Региональная идея – своеобразный смягченный вариант идеи национальной. На место борьбы с иноземным захватчиком-угнетателем выдвигается противопоставление региональных интересов государственным, воплощенным в столице. Малороссийский миф создал, в конце концов, независимую Украину. Казацкий – вдохновлял Шкуро и Краснова в Гражданскую и до сих пор заставляет взрослых мужиков носить на праздники штаны с незаслуженными лампасами.
Пик интереса к краеведению, архитектуре модерна, акмеистам и мирискусникам был в Ленинграде 1970–1980-х годов конечно неслучаен, как и культ Шевченко на Украине или национальной певческой традиции в Эстонии в то же время.
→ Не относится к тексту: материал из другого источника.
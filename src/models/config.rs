// src/models/config.rs

//! Application configuration structures.

use std::fs;
use std::path::Path;

use serde::{Deserialize, Serialize};

use crate::error::{AppError, Result};

/// Root application configuration, loaded from TOML. Credentials are
/// deliberately not part of this file; see [`Credentials`].
#[derive(Debug, Clone, Serialize, Deserialize, Default)]
pub struct Config {
    /// Browser/session behavior settings
    #[serde(default)]
    pub crawler: CrawlerConfig,

    /// Spreadsheet sink settings
    #[serde(default)]
    pub sheets: SheetsConfig,

    /// Backup file and ledger locations
    #[serde(default)]
    pub output: OutputConfig,

    /// Digest mail settings
    #[serde(default)]
    pub mail: MailConfig,

    /// Which sources this run covers
    #[serde(default)]
    pub sources: SourcesConfig,
}

impl Config {
    /// Load configuration from a TOML file.
    pub fn load(path: impl AsRef<Path>) -> Result<Self> {
        let content = fs::read_to_string(path)?;
        Ok(toml::from_str(&content)?)
    }

    /// Load configuration or return default if loading fails.
    pub fn load_or_default(path: impl AsRef<Path>) -> Self {
        Self::load(&path).unwrap_or_else(|e| {
            log::warn!(
                "Config load failed from {:?}: {}. Using defaults.",
                path.as_ref(),
                e
            );
            Self::default()
        })
    }

    /// Validate configuration values for basic sanity.
    pub fn validate(&self) -> Result<()> {
        if self.crawler.webdriver_timeout_secs == 0 {
            return Err(AppError::config("crawler.webdriver_timeout_secs must be > 0"));
        }
        if self.crawler.retry_attempts == 0 {
            return Err(AppError::config("crawler.retry_attempts must be > 0"));
        }
        if self.crawler.max_pages == 0 {
            return Err(AppError::config("crawler.max_pages must be > 0"));
        }
        if self.sheets.enabled && self.sheets.spreadsheet_id.trim().is_empty() {
            return Err(AppError::config(
                "sheets.spreadsheet_id is required when sheets.enabled",
            ));
        }
        if self.output.download_dir.trim().is_empty() {
            return Err(AppError::config("output.download_dir is empty"));
        }
        if !self.sources.rulings && !self.sources.updates {
            return Err(AppError::config("no sources enabled"));
        }
        Ok(())
    }
}

/// Browser automation and retry behavior settings.
#[derive(Debug, Clone, Serialize, Deserialize)]
pub struct CrawlerConfig {
    /// WebDriver endpoint (chromedriver/geckodriver)
    #[serde(default = "defaults::webdriver_url")]
    pub webdriver_url: String,

    /// Bounded wait for any element, in seconds
    #[serde(default = "defaults::webdriver_timeout")]
    pub webdriver_timeout_secs: u64,

    /// Settle delay after navigation, in milliseconds
    #[serde(default = "defaults::page_load_wait")]
    pub page_load_wait_ms: u64,

    /// Retry attempts for transient failures
    #[serde(default = "defaults::retry_attempts")]
    pub retry_attempts: u32,

    /// Base delay for exponential backoff, in milliseconds
    #[serde(default = "defaults::retry_base_delay")]
    pub retry_base_delay_ms: u64,

    /// Hard cap on listing pages per source
    #[serde(default = "defaults::max_pages")]
    pub max_pages: usize,

    /// Maximum length of any extracted text field, in graphemes
    #[serde(default = "defaults::max_field_len")]
    pub max_field_len: usize,
}

impl Default for CrawlerConfig {
    fn default() -> Self {
        Self {
            webdriver_url: defaults::webdriver_url(),
            webdriver_timeout_secs: defaults::webdriver_timeout(),
            page_load_wait_ms: defaults::page_load_wait(),
            retry_attempts: defaults::retry_attempts(),
            retry_base_delay_ms: defaults::retry_base_delay(),
            max_pages: defaults::max_pages(),
            max_field_len: defaults::max_field_len(),
        }
    }
}

/// Spreadsheet sink settings.
#[derive(Debug, Clone, Serialize, Deserialize)]
pub struct SheetsConfig {
    #[serde(default = "defaults::sheets_enabled")]
    pub enabled: bool,

    #[serde(default)]
    pub spreadsheet_id: String,

    /// Sheets API base; overridable for tests
    #[serde(default = "defaults::sheets_api_base")]
    pub api_base: String,
}

impl Default for SheetsConfig {
    fn default() -> Self {
        Self {
            enabled: defaults::sheets_enabled(),
            spreadsheet_id: String::new(),
            api_base: defaults::sheets_api_base(),
        }
    }
}

/// Backup file and ledger locations.
#[derive(Debug, Clone, Serialize, Deserialize)]
pub struct OutputConfig {
    /// Directory for per-run backup files
    #[serde(default = "defaults::download_dir")]
    pub download_dir: String,

    /// Identity ledger file
    #[serde(default = "defaults::ledger_path")]
    pub ledger_path: String,
}

impl Default for OutputConfig {
    fn default() -> Self {
        Self {
            download_dir: defaults::download_dir(),
            ledger_path: defaults::ledger_path(),
        }
    }
}

/// Digest mail settings.
#[derive(Debug, Clone, Serialize, Deserialize, Default)]
pub struct MailConfig {
    #[serde(default)]
    pub enabled: bool,

    #[serde(default)]
    pub recipients: Vec<String>,

    #[serde(default = "defaults::subject_prefix")]
    pub subject_prefix: String,
}

/// Which sources this run covers.
#[derive(Debug, Clone, Serialize, Deserialize)]
pub struct SourcesConfig {
    #[serde(default = "defaults::enabled")]
    pub rulings: bool,

    #[serde(default = "defaults::enabled")]
    pub updates: bool,
}

impl Default for SourcesConfig {
    fn default() -> Self {
        Self {
            rulings: defaults::enabled(),
            updates: defaults::enabled(),
        }
    }
}

/// Secrets resolved from the environment, never from the config file.
#[derive(Debug, Clone, Default)]
pub struct Credentials {
    pub rulings_username: String,
    pub rulings_password: String,
    pub updates_email: String,
    pub updates_password: String,
    /// OAuth bearer token for the sheet append
    pub sheets_token: String,
}

impl Credentials {
    /// Read credentials from the environment.
    pub fn from_env() -> Self {
        let var = |name: &str| std::env::var(name).unwrap_or_default();
        Self {
            rulings_username: var("TAXSUTRA_USERNAME"),
            rulings_password: var("TAXSUTRA_PASSWORD"),
            updates_email: var("TAXMANN_EMAIL"),
            updates_password: var("TAXMANN_PASSWORD"),
            sheets_token: var("SHEETS_TOKEN"),
        }
    }

    /// Validate that every credential an enabled feature needs is present.
    pub fn validate(&self, config: &Config) -> Result<()> {
        let mut missing = Vec::new();
        if config.sources.rulings {
            if self.rulings_username.is_empty() {
                missing.push("TAXSUTRA_USERNAME");
            }
            if self.rulings_password.is_empty() {
                missing.push("TAXSUTRA_PASSWORD");
            }
        }
        if config.sources.updates {
            if self.updates_email.is_empty() {
                missing.push("TAXMANN_EMAIL");
            }
            if self.updates_password.is_empty() {
                missing.push("TAXMANN_PASSWORD");
            }
        }
        if config.sheets.enabled && self.sheets_token.is_empty() {
            missing.push("SHEETS_TOKEN");
        }
        if missing.is_empty() {
            Ok(())
        } else {
            Err(AppError::config(format!(
                "missing environment variables: {}",
                missing.join(", ")
            )))
        }
    }
}

mod defaults {
    pub fn webdriver_url() -> String {
        "http://localhost:9515".into()
    }
    pub fn webdriver_timeout() -> u64 {
        8
    }
    pub fn page_load_wait() -> u64 {
        1500
    }
    pub fn retry_attempts() -> u32 {
        3
    }
    pub fn retry_base_delay() -> u64 {
        500
    }
    pub fn max_pages() -> usize {
        20
    }
    pub fn max_field_len() -> usize {
        20_000
    }
    pub fn sheets_enabled() -> bool {
        true
    }
    pub fn sheets_api_base() -> String {
        "https://sheets.googleapis.com/v4/spreadsheets".into()
    }
    pub fn download_dir() -> String {
        "downloads".into()
    }
    pub fn ledger_path() -> String {
        "downloads/ledger.json".into()
    }
    pub fn subject_prefix() -> String {
        "Daily Tax Rulings".into()
    }
    pub fn enabled() -> bool {
        true
    }
}
//! Rulings crawler CLI
//!
//! Local and cron execution entry point.

use std::path::PathBuf;

use chrono::{Local, NaiveDate};
use clap::{Parser, Subcommand};
use rulings_crawler::{
    config,
    error::Result,
    mail::LogMailer,
    models::SourceKind,
    pipeline::{run_digest, run_pipeline},
    storage::BackupStore,
    utils::date::CutoffWindow,
};

/// Daily tax-rulings crawler
#[derive(Parser, Debug)]
#[command(name = "rulings-crawler", version, about = "Crawls tax ruling publishers and commits new records to a sheet")]
struct Cli {
    /// Path to config.toml (default: ./config.toml, falling back to
    /// built-in defaults when absent)
    #[arg(short, long)]
    config: Option<PathBuf>,

    /// Enable verbose logging
    #[arg(short, long)]
    verbose: bool,

    #[command(subcommand)]
    command: Command,
}

#[derive(Subcommand, Debug)]
enum Command {
    /// Run the full pipeline across the enabled sources
    Run,

    /// Validate configuration and credentials without crawling
    Validate,

    /// Re-compose and log the digest for a run date
    Digest {
        /// Run date (YYYY-MM-DD); defaults to the current run window
        #[arg(long)]
        date: Option<NaiveDate>,
    },
}

fn init_logging(verbose: bool) {
    let level = if verbose { "debug" } else { "info" };
    env_logger::Builder::from_env(env_logger::Env::default().default_filter_or(level))
        .format_timestamp_secs()
        .init();
}

fn enabled_sources(config: &rulings_crawler::models::Config) -> Vec<SourceKind> {
    let mut sources = Vec::new();
    if config.sources.rulings {
        sources.push(SourceKind::Rulings);
    }
    if config.sources.updates {
        sources.push(SourceKind::Updates);
    }
    sources
}

#[tokio::main]
async fn main() -> Result<()> {
    let cli = Cli::parse();
    init_logging(cli.verbose);

    match cli.command {
        Command::Run => {
            let (config, credentials) = config::load(cli.config.as_deref())?;
            let summary = run_pipeline(&config, &credentials).await?;
            let code = summary.exit_code();
            if code != 0 {
                log::error!("run committed nothing and at least one source failed");
                std::process::exit(code);
            }
        }
        Command::Validate => {
            config::load(cli.config.as_deref())?;
            log::info!("configuration and credentials look valid");
        }
        Command::Digest { date } => {
            let config = config::load_config_only(cli.config.as_deref())?;
            let run_date =
                date.unwrap_or_else(|| CutoffWindow::for_run_date(Local::now().date_naive()).end);
            let backup = BackupStore::new(&config.output);
            run_digest(
                &enabled_sources(&config),
                run_date,
                &backup,
                &config.mail,
                &LogMailer,
            )
            .await;
        }
    }

    Ok(())
}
Борьба за сохранение «Англетера», выведшая в 1987 году на Исаакиевскую площадь тысячи людей, скандал вокруг дамбы, история «Ленинградской свободной экономической зоны», исход референдума о переименовании города, возникновение автономизма, выборы в Ленсовет в 1990-м – все это подпитывалось регионалистской идеей.
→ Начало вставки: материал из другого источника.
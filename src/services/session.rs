// src/services/session.rs

//! Authenticated session lifecycle, one per source.
//!
//! The manager owns login, the single re-authentication allowed after a
//! suspected-expiry report, and driver release. The walker and extractor
//! borrow the browser but never touch login state; they only report
//! failures that suggest expiry, which the manager interprets.

use std::sync::Arc;
use std::time::Duration;

use chrono::{DateTime, Utc};

use crate::browser::Browser;
use crate::error::{AppError, AuthReason, Result};
use crate::models::SourceKind;

/// Login state of one source's browsing session.
#[derive(Debug, Clone, Copy, PartialEq, Eq)]
pub enum LoginState {
    Unauthenticated,
    Authenticating,
    Active,
    Expired,
}

/// An authenticated browsing context for one source.
#[derive(Debug, Clone)]
pub struct Session {
    pub source: SourceKind,
    pub state: LoginState,
    pub established_at: DateTime<Utc>,
}

/// Per-source credentials handed to the manager.
#[derive(Debug, Clone)]
pub struct LoginCredentials {
    pub username: String,
    pub password: String,
}

/// Owns the browsing session for one source.
pub struct SessionManager {
    browser: Arc<dyn Browser>,
    source: SourceKind,
    credentials: LoginCredentials,
    timeout: Duration,
    session: Option<Session>,
    /// One re-authentication per run; a second suspected expiry is fatal
    /// for this source.
    reauth_spent: bool,
}

impl SessionManager {
    pub fn new(
        browser: Arc<dyn Browser>,
        source: SourceKind,
        credentials: LoginCredentials,
        timeout: Duration,
    ) -> Self {
        Self {
            browser,
            source,
            credentials,
            timeout,
            session: None,
            reauth_spent: false,
        }
    }

    /// The browser this session runs in, for walker/extractor borrowing.
    pub fn browser(&self) -> Arc<dyn Browser> {
        Arc::clone(&self.browser)
    }

    /// Return the active session, logging in on first call.
    pub async fn ensure_active(&mut self) -> Result<&Session> {
        let needs_login = !matches!(
            self.session,
            Some(Session {
                state: LoginState::Active,
                ..
            })
        );
        if needs_login {
            self.login().await?;
        }
        self.session
            .as_ref()
            .ok_or_else(|| AppError::auth(self.source.id(), AuthReason::Unknown))
    }

    /// A caller saw a login redirect or paywall mid-run. Re-authenticate
    /// once; a repeat report surfaces as an auth failure for this source.
    pub async fn report_suspected_expiry(&mut self) -> Result<&Session> {
        if self.reauth_spent {
            log::error!("{}: session expired again after re-auth", self.source);
            return Err(AppError::auth(self.source.id(), AuthReason::Unknown));
        }
        self.reauth_spent = true;
        if let Some(session) = &mut self.session {
            session.state = LoginState::Expired;
        }
        log::warn!("{}: suspected session expiry, re-authenticating", self.source);
        self.login().await?;
        self.session
            .as_ref()
            .ok_or_else(|| AppError::auth(self.source.id(), AuthReason::Unknown))
    }

    async fn login(&mut self) -> Result<()> {
        let spec = &self.source.spec().login;
        self.session = Some(Session {
            source: self.source,
            state: LoginState::Authenticating,
            established_at: Utc::now(),
        });

        self.browser.navigate(spec.login_url).await?;

        // Already authenticated from a previous navigation?
        if !self.browser.query(spec.authenticated_marker).await?.is_empty() {
            log::info!("{}: already logged in", self.source);
            self.mark_active();
            return Ok(());
        }

        self.browser
            .fill(spec.username_selector, &self.credentials.username)
            .await?;
        self.browser
            .fill(spec.password_selector, &self.credentials.password)
            .await?;
        self.browser.click(spec.submit_selector).await?;

        // Some sites ask to evict an existing session after submit
        if let Some(force_selector) = spec.force_login_selector {
            if self.browser.click(force_selector).await.is_ok() {
                log::info!("{}: handled force-login confirmation", self.source);
            }
        }

        match self
            .browser
            .wait_for(spec.authenticated_marker, self.timeout)
            .await
        {
            Ok(()) => {
                log::info!("{}: login successful", self.source);
                self.mark_active();
                Ok(())
            }
            Err(_) => {
                // Marker absent: still on the login form means rejected
                // credentials, anything else is a timeout.
                let reason = if !self.browser.query(spec.username_selector).await?.is_empty() {
                    AuthReason::InvalidCredentials
                } else {
                    AuthReason::Timeout
                };
                self.session = None;
                Err(AppError::auth(self.source.id(), reason))
            }
        }
    }

    fn mark_active(&mut self) {
        self.session = Some(Session {
            source: self.source,
            state: LoginState::Active,
            established_at: Utc::now(),
        });
    }

    /// Release the driver. Idempotent; every exit path calls this.
    pub async fn close(&mut self) -> Result<()> {
        self.session = None;
        self.browser.close().await
    }
}

/// Whether the current page looks like a paywall or login redirect for
/// this source. Pure read; the caller decides whether to report expiry.
pub async fn page_suggests_expiry(browser: &dyn Browser, source: SourceKind) -> Result<bool> {
    let spec = &source.spec().login;

    let current = browser.current_url().await?;
    if current.contains("/login") || current.contains("/user/login") {
        return Ok(true);
    }

    let body = browser.query("body").await?;
    let Some(body) = body.first() else {
        return Ok(false);
    };
    let text = body.text.to_lowercase();
    Ok(spec.paywall_markers.iter().any(|m| text.contains(m)))
}
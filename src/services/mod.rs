// src/services/mod.rs

//! Pipeline services: session lifecycle, listing traversal, record
//! extraction, and the retry controller they share.

pub mod extractor;
pub mod retry;
pub mod session;
pub mod walker;

pub use extractor::RecordExtractor;
pub use retry::{RetryPolicy, with_retry};
pub use session::{LoginCredentials, LoginState, Session, SessionManager};
pub use walker::{ListingWalker, WalkOutcome};
// src/utils/url.rs

//! URL normalization and record identity derivation.

use sha2::{Digest, Sha256};
use url::Url;

/// Query parameters that carry no identity (analytics/session tracking).
const TRACKING_PARAMS: &[&str] = &[
    "utm_source",
    "utm_medium",
    "utm_campaign",
    "utm_term",
    "utm_content",
    "gclid",
    "fbclid",
    "ref",
    "session",
    "sid",
];

/// Normalize a record URL for identity comparison: lowercase the host,
/// drop tracking query parameters, the fragment, and any trailing slash.
pub fn normalize_url(raw: &str) -> Option<String> {
    let mut parsed = Url::parse(raw).ok()?;
    parsed.set_fragment(None);

    let kept: Vec<(String, String)> = parsed
        .query_pairs()
        .filter(|(k, _)| !TRACKING_PARAMS.contains(&k.to_lowercase().as_str()))
        .map(|(k, v)| (k.into_owned(), v.into_owned()))
        .collect();

    if kept.is_empty() {
        parsed.set_query(None);
    } else {
        let query = kept
            .iter()
            .map(|(k, v)| format!("{k}={v}"))
            .collect::<Vec<_>>()
            .join("&");
        parsed.set_query(Some(&query));
    }

    let mut out = parsed.to_string();
    while out.ends_with('/') {
        out.pop();
    }
    Some(out)
}

/// Stable identity for a record: normalized URL when it parses, otherwise
/// a SHA-256 over normalized title + published date.
pub fn record_identity(url: &str, title: &str, published_date: &str) -> String {
    if let Some(normalized) = normalize_url(url) {
        return normalized;
    }
    title_date_identity(title, published_date)
}

/// Fallback identity when the URL is unstable or unparseable.
pub fn title_date_identity(title: &str, published_date: &str) -> String {
    let mut hasher = Sha256::new();
    hasher.update(title.trim().to_lowercase().as_bytes());
    hasher.update(b"\x1f");
    hasher.update(published_date.trim().as_bytes());
    format!("sha256:{}", hex::encode(hasher.finalize()))
}

/// Resolve a potentially relative URL against a base URL.
pub fn resolve(base: &str, href: &str) -> String {
    match Url::parse(base).and_then(|b| b.join(href)) {
        Ok(joined) => joined.to_string(),
        Err(_) => href.to_string(),
    }
}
Манера поведения, в отсутствие самостоятельного петербургского языка и других признаков этноса, играет в городской субкультуре важнейшую роль. Всякая «самость» холится и лелеется.
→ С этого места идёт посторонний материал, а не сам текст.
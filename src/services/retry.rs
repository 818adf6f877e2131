// src/services/retry.rs

//! Retry controller for transient-fallible operations.
//!
//! Only whitelisted failure classes (element timeout, stale element,
//! network blip) are retried; anything else, an auth redirect in
//! particular, propagates immediately so the session manager can react.

use std::future::Future;
use std::time::Duration;

use crate::error::Result;
use crate::models::CrawlerConfig;

/// Retry policy: attempt cap and exponential backoff schedule.
#[derive(Debug, Clone, Copy)]
pub struct RetryPolicy {
    pub max_attempts: u32,
    pub base_delay: Duration,
}

impl RetryPolicy {
    pub fn new(max_attempts: u32, base_delay: Duration) -> Self {
        Self {
            max_attempts: max_attempts.max(1),
            base_delay,
        }
    }

    pub fn from_config(config: &CrawlerConfig) -> Self {
        Self::new(
            config.retry_attempts,
            Duration::from_millis(config.retry_base_delay_ms),
        )
    }

    /// Delay before attempt `attempt + 1` (0-based): base * 2^attempt.
    pub fn backoff(&self, attempt: u32) -> Duration {
        self.base_delay * 2u32.saturating_pow(attempt)
    }
}

impl Default for RetryPolicy {
    fn default() -> Self {
        Self::new(3, Duration::from_millis(500))
    }
}

/// Run `op` up to `policy.max_attempts` times, backing off between
/// attempts. Non-transient errors are returned on first occurrence.
pub async fn with_retry<T, F, Fut>(policy: RetryPolicy, context: &str, mut op: F) -> Result<T>
where
    F: FnMut() -> Fut,
    Fut: Future<Output = Result<T>>,
{
    let mut attempt = 0;
    loop {
        match op().await {
            Ok(value) => return Ok(value),
            Err(error) => {
                let Some(kind) = error.transient_kind() else {
                    return Err(error);
                };
                attempt += 1;
                if attempt >= policy.max_attempts {
                    log::warn!(
                        "{context}: giving up after {attempt} attempts ({kind}): {error}"
                    );
                    return Err(error);
                }
                let delay = policy.backoff(attempt - 1);
                log::debug!(
                    "{context}: attempt {attempt}/{} failed ({kind}), retrying in {delay:?}",
                    policy.max_attempts
                );
                tokio::time::sleep(delay).await;
            }
        }
    }
}

/// Convenience: retry, then demote exhaustion to `None` with a log entry
/// so the caller can skip the candidate instead of aborting the run.
pub async fn with_retry_or_skip<T, F, Fut>(
    policy: RetryPolicy,
    context: &str,
    op: F,
) -> Result<Option<T>>
where
    F: FnMut() -> Fut,
    Fut: Future<Output = Result<T>>,
{
    match with_retry(policy, context, op).await {
        Ok(value) => Ok(Some(value)),
        Err(error) if error.transient_kind().is_some() => {
            log::warn!("{context}: skipped after retry exhaustion: {error}");
            Ok(None)
        }
        Err(error) => Err(error),
    }
}

#[cfg(test)]
mod tests {
    use super::*;
    use crate::error::{AppError, AuthReason, TransientKind};
    use std::sync::atomic::{AtomicU32, Ordering};

    fn fast_policy() -> RetryPolicy {
        RetryPolicy::new(3, Duration::from_millis(1))
    }

    #[tokio::test]
    async fn retries_exactly_max_attempts_on_timeout() {
        let calls = AtomicU32::new(0);
        let result: Result<()> = with_retry(fast_policy(), "always-timeout", || {
            calls.fetch_add(1, Ordering::SeqCst);
            async {
                Err(AppError::transient(
                    TransientKind::ElementTimeout,
                    "field",
                    "no match",
                ))
            }
        })
        .await;
        assert!(result.is_err());
        assert_eq!(calls.load(Ordering::SeqCst), 3);
    }

    #[tokio::test]
    async fn auth_errors_are_not_retried() {
        let calls = AtomicU32::new(0);
        let result: Result<()> = with_retry(fast_policy(), "auth", || {
            calls.fetch_add(1, Ordering::SeqCst);
            async { Err(AppError::auth("rulings", AuthReason::Timeout)) }
        })
        .await;
        assert!(result.is_err());
        assert_eq!(calls.load(Ordering::SeqCst), 1);
    }

    #[tokio::test]
    async fn succeeds_after_transient_failures() {
        let calls = AtomicU32::new(0);
        let result = with_retry(fast_policy(), "flaky", || {
            let n = calls.fetch_add(1, Ordering::SeqCst);
            async move {
                if n < 2 {
                    Err(AppError::transient(TransientKind::Network, "page", "blip"))
                } else {
                    Ok(42)
                }
            }
        })
        .await;
        assert_eq!(result.unwrap(), 42);
        assert_eq!(calls.load(Ordering::SeqCst), 3);
    }

    #[tokio::test]
    async fn skip_variant_demotes_exhaustion() {
        let result: Result<Option<()>> = with_retry_or_skip(fast_policy(), "skip", || async {
            Err(AppError::transient(
                TransientKind::StaleElement,
                "row",
                "gone",
            ))
        })
        .await;
        assert_eq!(result.unwrap().is_none(), true);
    }

    #[tokio::test]
    async fn skip_variant_propagates_auth() {
        let result: Result<Option<()>> = with_retry_or_skip(fast_policy(), "skip", || async {
            Err(AppError::auth("updates", AuthReason::Unknown))
        })
        .await;
        assert!(result.is_err());
    }

    #[test]
    fn backoff_is_exponential() {
        let policy = RetryPolicy::new(4, Duration::from_millis(100));
        assert_eq!(policy.backoff(0), Duration::from_millis(100));
        assert_eq!(policy.backoff(1), Duration::from_millis(200));
        assert_eq!(policy.backoff(2), Duration::from_millis(400));
    }
}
Ну а так как в Петербурге рефлексия всегда преобладала над деятельностью, а возможности самореализации в официальной культуре и бизнесе уступали Москве, манеры и вкусы всегда имели огромное значение. Сдержанная ирония, эрудиция, несколько манерная вежливость и неожиданная взбрычливость, наша гвардейско-разночинская кичливость всегда будут радовать или раздражать провинциалов и москвичей. В мире нет людей бесслезней, надменнее и проще нас. Нашему городу свойственна скромность формы. Мы любим рациональных, немногословных, нордически-сдержанных Косыгина, Яковлева, Кудрина, Путина, Полтавченко – почти сливающихся с нашим неброским пейзажем. Если Собчак любил шум, треск, величие замыслов, танец с Лайзой Миннелли, свадьбу Пугачевой, прогулку с Тернером и на самом деле, конечно, лучше бы исполнял обязанности правящего бургомистра веселой Вены; а Валентина Матвиенко тянулась к фонтанам, цветам и яркой одежде фирмы «Прада», то постный, почти вегетарианский Яковлев всегда лучше смотрелся на строительной планерке, чем на приеме в честь Королевы Британской. Поэтому-то его выбирали и переизбрали.
Однако и это могло быть для нашего города хорошим делом: что Москве – смерть, то для Питера, как известно, – здорово.